Sunday, June 6, 2010

Aborting babies conceived through IVF

Some years back, His Grace accepted an invitation to speak to a group of the gathered faithful in Northern Ireland. As is his wont, he had carefully prepared his speech, crafted its content and honed its verbiage. He was quite satisfied with what he was going to say (though he cannot recall now precisely what that was). But on the aeroplane to Belfast, he was reading a newspaper which hijacked his entire mindset.

The article which so offended and infected his intended speech concerned a prisoner, incarcerated for some unmemorable misdemeanour, who had qualified for and undergone ‘gender realignment’ (male to female) surgery whilst a guest of Her Majesty.

On the NHS, of course.

As if this were not sufficiently irritating, the prisoner had subsequently changed his mind, and had the surgery reversed.

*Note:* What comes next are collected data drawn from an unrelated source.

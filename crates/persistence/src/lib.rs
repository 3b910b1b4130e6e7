//! Persistence layer for the App Shop backend.
//!
//! This crate contains:
//! - Database connection management and embedded migrations
//! - Entity definitions (database row mappings)
//! - Repository implementations, including the row-locking writes used
//!   inside service transactions

pub mod db;
pub mod entities;
pub mod error;
pub mod metrics;
pub mod repositories;

pub use error::{PersistenceError, PersistenceResult};
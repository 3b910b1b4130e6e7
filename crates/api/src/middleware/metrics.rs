//! Prometheus metrics: HTTP middleware, business counters and the exporter.

use axum::{
    body::Body,
    extract::MatchedPath,
    http::{Method, Request},
    middleware::Next,
    response::{IntoResponse, Response},
};
use metrics::{counter, histogram};
use metrics_exporter_prometheus::{BuildError, PrometheusBuilder, PrometheusHandle};
use std::sync::OnceLock;
use std::time::Instant;

static PROMETHEUS_HANDLE: OnceLock<PrometheusHandle> = OnceLock::new();

/// Records `http_requests_total{method,path,status}` and
/// `http_request_duration_seconds{method,path}`.
///
/// `path` is the matched route template so ids do not explode cardinality.
pub async fn metrics_middleware(req: Request<Body>, next: Next) -> Response {
    let start = Instant::now();
    let method = method_to_str(req.method());
    let path = req
        .extensions()
        .get::<MatchedPath>()
        .map(|p| p.as_str().to_string())
        .unwrap_or_else(|| "unmatched".to_string());

    let response = next.run(req).await;

    counter!(
        "http_requests_total",
        "method" => method,
        "path" => path.clone(),
        "status" => response.status().as_u16().to_string()
    )
    .increment(1);

    histogram!(
        "http_request_duration_seconds",
        "method" => method,
        "path" => path
    )
    .record(start.elapsed().as_secs_f64());

    response
}

fn method_to_str(method: &Method) -> &'static str {
    match *method {
        Method::GET => "GET",
        Method::POST => "POST",
        Method::PUT => "PUT",
        Method::DELETE => "DELETE",
        Method::PATCH => "PATCH",
        Method::HEAD => "HEAD",
        Method::OPTIONS => "OPTIONS",
        _ => "OTHER",
    }
}

/// One download decision. `outcome` is `allowed`, `denied` or `error`.
pub fn record_download(platform: &str, outcome: &'static str) {
    counter!(
        "downloads_total",
        "platform" => platform.to_string(),
        "outcome" => outcome
    )
    .increment(1);
}

/// An order reached `paid`. `source` is `callback` or `manual`.
pub fn record_order_paid(source: &'static str) {
    counter!("orders_paid_total", "source" => source).increment(1);
}

/// A commission detail was written for a referrer.
pub fn record_commission_emitted(credit_to: &'static str) {
    counter!("commission_emitted_total", "credit_to" => credit_to).increment(1);
}

pub fn record_withdrawal_requested(method: &'static str) {
    counter!("withdrawals_requested_total", "method" => method).increment(1);
}

/// Login attempts by namespace (`web`, `project`) and outcome.
pub fn record_login(namespace: &'static str, outcome: &'static str) {
    counter!("logins_total", "namespace" => namespace, "outcome" => outcome).increment(1);
}

/// Rows touched by a scheduled job run.
pub fn record_job_rows(job: &'static str, rows: u64) {
    counter!("job_rows_affected_total", "job" => job).increment(rows);
}

/// `GET /metrics` in Prometheus text format.
pub async fn metrics_handler() -> impl IntoResponse {
    match PROMETHEUS_HANDLE.get() {
        Some(handle) => (
            axum::http::StatusCode::OK,
            [(axum::http::header::CONTENT_TYPE, "text/plain; version=0.0.4")],
            handle.render(),
        ),
        None => (
            axum::http::StatusCode::SERVICE_UNAVAILABLE,
            [(axum::http::header::CONTENT_TYPE, "text/plain")],
            "Metrics not initialized".to_string(),
        ),
    }
}

/// Installs the global Prometheus recorder. Calling it again is a no-op.
pub fn init_metrics() -> Result<(), BuildError> {
    if PROMETHEUS_HANDLE.get().is_some() {
        return Ok(());
    }

    let handle = PrometheusBuilder::new()
        .set_buckets(&[0.001, 0.005, 0.01, 0.05, 0.1, 0.2, 0.5, 1.0, 2.0, 5.0])?
        .install_recorder()?;

    let _ = PROMETHEUS_HANDLE.set(handle);
    Ok(())
}
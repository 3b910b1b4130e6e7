use std::net::SocketAddr;
use std::time::Duration;

use anyhow::{Context, Result};
use app_shop_api::app::{create_app, AppState};
use app_shop_api::config::Config;
use app_shop_api::jobs::build_scheduler;
use app_shop_api::middleware::{init_metrics, logging::init_logging};
use app_shop_api::services::bootstrap::bootstrap_operator;
use tracing::info;

#[tokio::main]
async fn main() -> Result<()> {
    // Load .env file if present
    dotenvy::dotenv().ok();

    let config = Config::load().context("failed to load configuration")?;

    init_logging(&config.logging).context("failed to initialize logging")?;
    init_metrics().context("failed to install metrics recorder")?;

    info!("Starting App Shop API v{}", env!("CARGO_PKG_VERSION"));

    let pool = persistence::db::create_pool(&config.pool_config()).await?;

    info!("Running database migrations...");
    persistence::db::run_migrations(&pool).await?;
    info!("Migrations completed");

    bootstrap_operator(&pool, &config.bootstrap)
        .await
        .context("failed to bootstrap operator")?;

    let addr = config.socket_addr()?;
    let jobs_enabled = config.jobs.enabled;
    let state = AppState::new(config, pool)?;

    let mut scheduler = jobs_enabled.then(|| build_scheduler(&state));
    if let Some(scheduler) = scheduler.as_mut() {
        scheduler.start();
    }

    let app = create_app(state);

    info!("Server listening on {}", addr);
    let listener = tokio::net::TcpListener::bind(addr).await?;
    axum::serve(
        listener,
        app.into_make_service_with_connect_info::<SocketAddr>(),
    )
    .with_graceful_shutdown(shutdown_signal())
    .await?;

    if let Some(scheduler) = scheduler {
        scheduler.shutdown();
        scheduler.wait_for_shutdown(Duration::from_secs(10)).await;
    }
    info!("Server stopped");
    Ok(())
}

async fn shutdown_signal() {
    if let Err(e) = tokio::signal::ctrl_c().await {
        tracing::error!(error = %e, "Failed to listen for shutdown signal");
        std::future::pending::<()>().await;
    }
    info!("Shutdown signal received");
}
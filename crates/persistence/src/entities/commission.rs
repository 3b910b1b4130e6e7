//! Commission ledger entities: accounts, details, flows and tiers.

use chrono::{DateTime, Utc};
use domain::models::commission::{
    AccountFlow, BalanceKind, CommissionAccount, CommissionDetail, CommissionTier, DetailStatus,
    FlowType,
};
use rust_decimal::Decimal;
use sqlx::FromRow;

db_enum!(DetailStatusDb, DetailStatus, "detail_status", { Pending, Settled, Frozen });

db_enum!(FlowTypeDb, FlowType, "flow_type", {
    CommissionIn, WithdrawOut, Freeze, Unfreeze, Refund,
});

db_enum!(BalanceKindDb, BalanceKind, "balance_kind", { Available, Frozen });

/// Database row mapping for the commission_accounts table.
#[derive(Debug, Clone, FromRow)]
pub struct CommissionAccountEntity {
    pub id: i64,
    pub user_id: i64,
    pub available: Decimal,
    pub frozen: Decimal,
    pub total_earnings: Decimal,
    pub withdrawn: Decimal,
}

impl From<CommissionAccountEntity> for CommissionAccount {
    fn from(entity: CommissionAccountEntity) -> Self {
        Self {
            id: entity.id,
            user_id: entity.user_id,
            available: entity.available,
            frozen: entity.frozen,
            total_earnings: entity.total_earnings,
            withdrawn: entity.withdrawn,
        }
    }
}

/// Database row mapping for the commission_details table.
#[derive(Debug, Clone, FromRow)]
pub struct CommissionDetailEntity {
    pub id: i64,
    pub user_id: i64,
    pub order_id: i64,
    pub order_no: String,
    pub order_user_id: i64,
    pub order_amount: Decimal,
    pub commission_rate: Decimal,
    pub commission: Decimal,
    pub tier_id: Option<i64>,
    pub tier_name: String,
    pub status: DetailStatusDb,
    pub settle_time: Option<DateTime<Utc>>,
    pub voided_at: Option<DateTime<Utc>>,
    pub created_at: DateTime<Utc>,
}

impl From<CommissionDetailEntity> for CommissionDetail {
    fn from(entity: CommissionDetailEntity) -> Self {
        Self {
            id: entity.id,
            user_id: entity.user_id,
            order_id: entity.order_id,
            order_no: entity.order_no,
            order_user_id: entity.order_user_id,
            order_amount: entity.order_amount,
            commission_rate: entity.commission_rate,
            commission: entity.commission,
            tier_id: entity.tier_id,
            tier_name: entity.tier_name,
            status: entity.status.into(),
            settle_time: entity.settle_time,
            voided_at: entity.voided_at,
            created_at: entity.created_at,
        }
    }
}

/// Database row mapping for the account_flows table.
#[derive(Debug, Clone, FromRow)]
pub struct AccountFlowEntity {
    pub id: i64,
    pub user_id: i64,
    pub flow_no: String,
    pub flow_type: FlowTypeDb,
    pub balance_kind: BalanceKindDb,
    pub amount: Decimal,
    pub balance_before: Decimal,
    pub balance_after: Decimal,
    pub order_id: Option<i64>,
    pub withdraw_id: Option<i64>,
    pub refund_id: Option<i64>,
    pub remark: Option<String>,
    pub created_at: DateTime<Utc>,
}

impl From<AccountFlowEntity> for AccountFlow {
    fn from(entity: AccountFlowEntity) -> Self {
        Self {
            id: entity.id,
            user_id: entity.user_id,
            flow_no: entity.flow_no,
            flow_type: entity.flow_type.into(),
            balance_kind: entity.balance_kind.into(),
            amount: entity.amount,
            balance_before: entity.balance_before,
            balance_after: entity.balance_after,
            order_id: entity.order_id,
            withdraw_id: entity.withdraw_id,
            refund_id: entity.refund_id,
            remark: entity.remark,
            created_at: entity.created_at,
        }
    }
}

#[derive(Debug, Clone, FromRow)]
pub struct CommissionTierEntity {
    pub id: i64,
    pub name: String,
    pub min_subordinates: i32,
    pub rate: Decimal,
    pub sort: i32,
    pub status: i16,
}

impl From<CommissionTierEntity> for CommissionTier {
    fn from(entity: CommissionTierEntity) -> Self {
        Self {
            id: entity.id,
            name: entity.name,
            min_subordinates: entity.min_subordinates,
            rate: entity.rate,
            sort: entity.sort,
            status: entity.status,
        }
    }
}

#[cfg(test)]
mod tests {
    use super::*;

    #[test]
    fn test_flow_type_names_match_storage() {
        let db: FlowTypeDb = FlowType::CommissionIn.into();
        assert_eq!(db, FlowTypeDb::CommissionIn);
        assert_eq!(FlowType::from(FlowTypeDb::WithdrawOut), FlowType::WithdrawOut);
        assert_eq!(BalanceKind::from(BalanceKindDb::Frozen), BalanceKind::Frozen);
    }
}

Again, on the NHS (ie the taxpayer).

To be honest, His Grace truly cannot recall the matter of his original speech, or even what the gathered faithful of North Down had asked him to speak about. But he does recall the impromptu extemporisation and fulsome condemnation of this sort of approach to taxpayer-funded ‘healthcare’.

He had a similar reaction when he read in The Times of the ‘dozens of young women’ who undergo months and sometimes years of very expensive IVF treatment (courtesy of the taxpayer), finally become pregnant, and then decide to abort their child ‘because they have changed their minds about becoming a mother’:

Data obtained from the Human Fertilisation and Embryology Authority reveal that an average of 80 abortions are carried out in England Wales and Scotland each year following IVF treatment. Up to half of these involve prospective mothers aged 18-34. These women — usually the healthiest — are the least likely to conceive babies with abnormalities, suggesting a “social” reason may have led to the decision.
Setting aside for a moment why women as young as 18 might be undergoing IVF treatment, and further setting aside that these 80 abortions really are just drops of blood in the annual ocean of slaughter, the scandal is that the NHS now appears to be complicit in the murder of wanted babies.

Even the pro-abortionists amongst His Grace’s readers and communicants might find this rather sickening. From a purely utilitarian perspective, the Pro-Lifer’s have no problem grasping the concept of seeking to abort that which is not and never has been wanted: it is just a bunch of cells, parasitical upon the host woman who has the ‘right’ in law to do with her body as she wishes.

But abortion which terminates the life of a child which has not only been planned but invasively procured through intervention in nature’s barren course is not only unethical, it is barbaric.

If the NHS is to survive in the future (that is, be affordable), it is precisely this sort of grotesque practice which needs to be curtailed. There may be no appetite amongst our legislators to outlaw abortion altogether, but it is a certain fact that there now is a sizeable movement now in favour of reform.

Perhaps a woman who undergoes IVF ought to feel the material cost as well as the emotional one. Developing babies in the womb are not commodities to be bought one day and discarded the next like unfashionable bags and shoes: having children is not a human right.